Cependant, elle savait qu'elle n'était pas la vraie Qiao Rong. Le traitement de faveur qu'elle recevait maintenant reposait sur l'identité de la propriétaire d'origine. La famille Qiao était si bonne avec elle, et la propriétaire d'origine ne voudrait certainement pas voir la famille Qiao s'effondrer.
De plus, la gentillesse de Qiao Sihan envers elle avant était aussi réelle. Elle savait qu'il n'était que temporairement égaré, alors elle ne laisserait pas tomber Qiao Sihan.
Ils sont famille.
Cependant, elle ne choisirait pas facilement de lui pardonner.

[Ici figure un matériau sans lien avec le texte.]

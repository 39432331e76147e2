//! In-process content cache implementations.

use dashmap::DashMap;
use serde_json::Value;
use std::sync::atomic::{AtomicUsize, Ordering};

use super::ContentCache;

/// Content cache held in a concurrent map, with hit/miss statistics.
///
/// Statistics are process-local and only meant for diagnostics and tests.
#[derive(Debug, Default)]
pub struct MemoryContentCache {
    entries: DashMap<(String, String), Value>,
    hits: AtomicUsize,
    misses: AtomicUsize,
    writes: AtomicUsize,
}

impl MemoryContentCache {
    pub fn new() -> Self {
        Self::default()
    }

    /// Get cache statistics as `(hits, misses)`.
    pub fn stats(&self) -> (usize, usize) {
        (self.hits.load(Ordering::Relaxed), self.misses.load(Ordering::Relaxed))
    }

    /// Number of successful writes since creation.
    pub fn writes(&self) -> usize {
        self.writes.load(Ordering::Relaxed)
    }

    /// Calculate hit rate as a percentage
    pub fn hit_rate(&self) -> f64 {
        let (hits, misses) = self.stats();
        let total = hits + misses;
        if total == 0 {
            0.0
        } else {
            (hits as f64 / total as f64) * 100.0
        }
    }

    /// Number of entries currently held in an area.
    pub fn area_len(&self, area: &str) -> usize {
        self.entries.iter().filter(|e| e.key().0 == area).count()
    }

    /// Clear all entries and statistics.
    pub fn clear(&self) {
        self.entries.clear();
        self.hits.store(0, Ordering::Relaxed);
        self.misses.store(0, Ordering::Relaxed);
        self.writes.store(0, Ordering::Relaxed);
    }
}

impl ContentCache for MemoryContentCache {
    fn get(&self, area: &str, key: &str) -> Option<Value> {
        match self.entries.get(&(area.to_string(), key.to_string())) {
            Some(entry) => {
                self.hits.fetch_add(1, Ordering::Relaxed);
                Some(entry.value().clone())
            }
            None => {
                self.misses.fetch_add(1, Ordering::Relaxed);
                None
            }
        }
    }

    fn set(&self, area: &str, key: &str, value: Value) {
        self.writes.fetch_add(1, Ordering::Relaxed);
        self.entries.insert((area.to_string(), key.to_string()), value);
    }

    fn delete(&self, area: &str, key: &str) {
        self.entries.remove(&(area.to_string(), key.to_string()));
    }

    fn purge_area(&self, area: &str) {
        self.entries.retain(|(a, _), _| a != area);
    }

    fn has(&self, area: &str, key: &str) -> bool {
        self.entries.contains_key(&(area.to_string(), key.to_string()))
    }
}

/// Cache that stores nothing; used when caching is switched off in configuration.
#[derive(Debug, Default, Clone, Copy)]
pub struct NoopContentCache;

impl ContentCache for NoopContentCache {
    fn get(&self, _area: &str, _key: &str) -> Option<Value> {
        None
    }

    fn set(&self, _area: &str, _key: &str, _value: Value) {}

    fn delete(&self, _area: &str, _key: &str) {}

    fn purge_area(&self, _area: &str) {}
}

Elle voulait qu'il connaisse la vraie douleur, qu'il sache à quel point l'amour de sa famille pour lui est profond.
Seulement alors il chérira sa famille.
Qiao Sihan regarda la Qiao Rong surgie soudainement. Il ne savait pas s'il était trop saoul, donc qu'il rêvait. Qiao Rong apparaissait vraiment devant lui et lui disait qu'il avait un foyer, et que la famille Qiao ne l'avait pas viré.
C'est obligatoirement un rêve, non ?
« Ments pas ! » Qiao Sihan avait l'air de ne pas croire.